Scan the entries below and return each line that contains "refetch".

══ Material provided ══

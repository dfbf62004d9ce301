//! # Prediction Store
//!
//! Serving keeps the last prediction per video so repeat lookups inside the
//! refetch window are answered without touching the metadata API or the
//! scraper. The store itself is a collaborator behind a trait; the in-memory
//! implementation here backs the default binary and the tests, a database
//! lives behind the same trait elsewhere.
//!
//! Comment replacement is wholesale: a successful fetch replaces whatever was
//! stored, an absent fetch (`None`) keeps the previous comments untouched.

use anyhow::Result;
use chrono::{DateTime, Utc};
use serde::{Deserialize, Serialize};
use std::collections::HashMap;
use std::sync::Mutex;

use crate::features::FeatureVector;
use crate::ingest::types::{CommentRecord, VideoRecord};
use crate::label::Label;

/// Everything the serving path persists about one scored video.
#[derive(Debug, Clone, PartialEq, Serialize, Deserialize)]
pub struct StoredPrediction {
    pub video_id: String,
    pub video: VideoRecord,
    /// `None` when the comment fetch never ran for this record.
    pub comments: Option<Vec<CommentRecord>>,
    pub features: FeatureVector,
    pub label: Label,
    pub fetched_at: DateTime<Utc>,
}

/// True when a stored record is old enough to refetch.
pub fn is_stale(fetched_at: DateTime<Utc>, now: DateTime<Utc>, ttl_secs: u64) -> bool {
    now.signed_duration_since(fetched_at).num_seconds() >= ttl_secs as i64
}

#[async_trait::async_trait]
pub trait PredictionStore: Send + Sync {
    async fn get(&self, video_id: &str) -> Result<Option<StoredPrediction>>;
    /// Insert or replace the record for `record.video_id`.
    async fn put(&self, record: StoredPrediction) -> Result<()>;
}

/// Bounded in-memory store keyed by video id. When full, the oldest record
/// by fetch time is evicted.
#[derive(Debug)]
pub struct MemoryStore {
    inner: Mutex<HashMap<String, StoredPrediction>>,
    cap: usize,
}

impl MemoryStore {
    pub fn with_capacity(cap: usize) -> Self {
        let cap = cap.clamp(1, 100_000);
        Self {
            inner: Mutex::new(HashMap::with_capacity(cap.min(1024))),
            cap,
        }
    }

    pub fn len(&self) -> usize {
        self.inner.lock().expect("store mutex poisoned").len()
    }

    pub fn is_empty(&self) -> bool {
        self.len() == 0
    }
}

#[async_trait::async_trait]
impl PredictionStore for MemoryStore {
    async fn get(&self, video_id: &str) -> Result<Option<StoredPrediction>> {
        let map = self.inner.lock().expect("store mutex poisoned");
        Ok(map.get(video_id).cloned())
    }

    async fn put(&self, record: StoredPrediction) -> Result<()> {
        let mut map = self.inner.lock().expect("store mutex poisoned");
        let replacing = map.contains_key(&record.video_id);
        if !replacing && map.len() >= self.cap {
            let oldest = map
                .values()
                .min_by_key(|r| r.fetched_at)
                .map(|r| r.video_id.clone());
            if let Some(evict) = oldest {
                map.remove(&evict);
            }
        }
        map.insert(record.video_id.clone(), record);
        Ok(())
    }
}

═══

§ **Answer to this problem**:
//! refetch window are answered without touching the metadata API or the
/// True when a stored record is old enough to refetch.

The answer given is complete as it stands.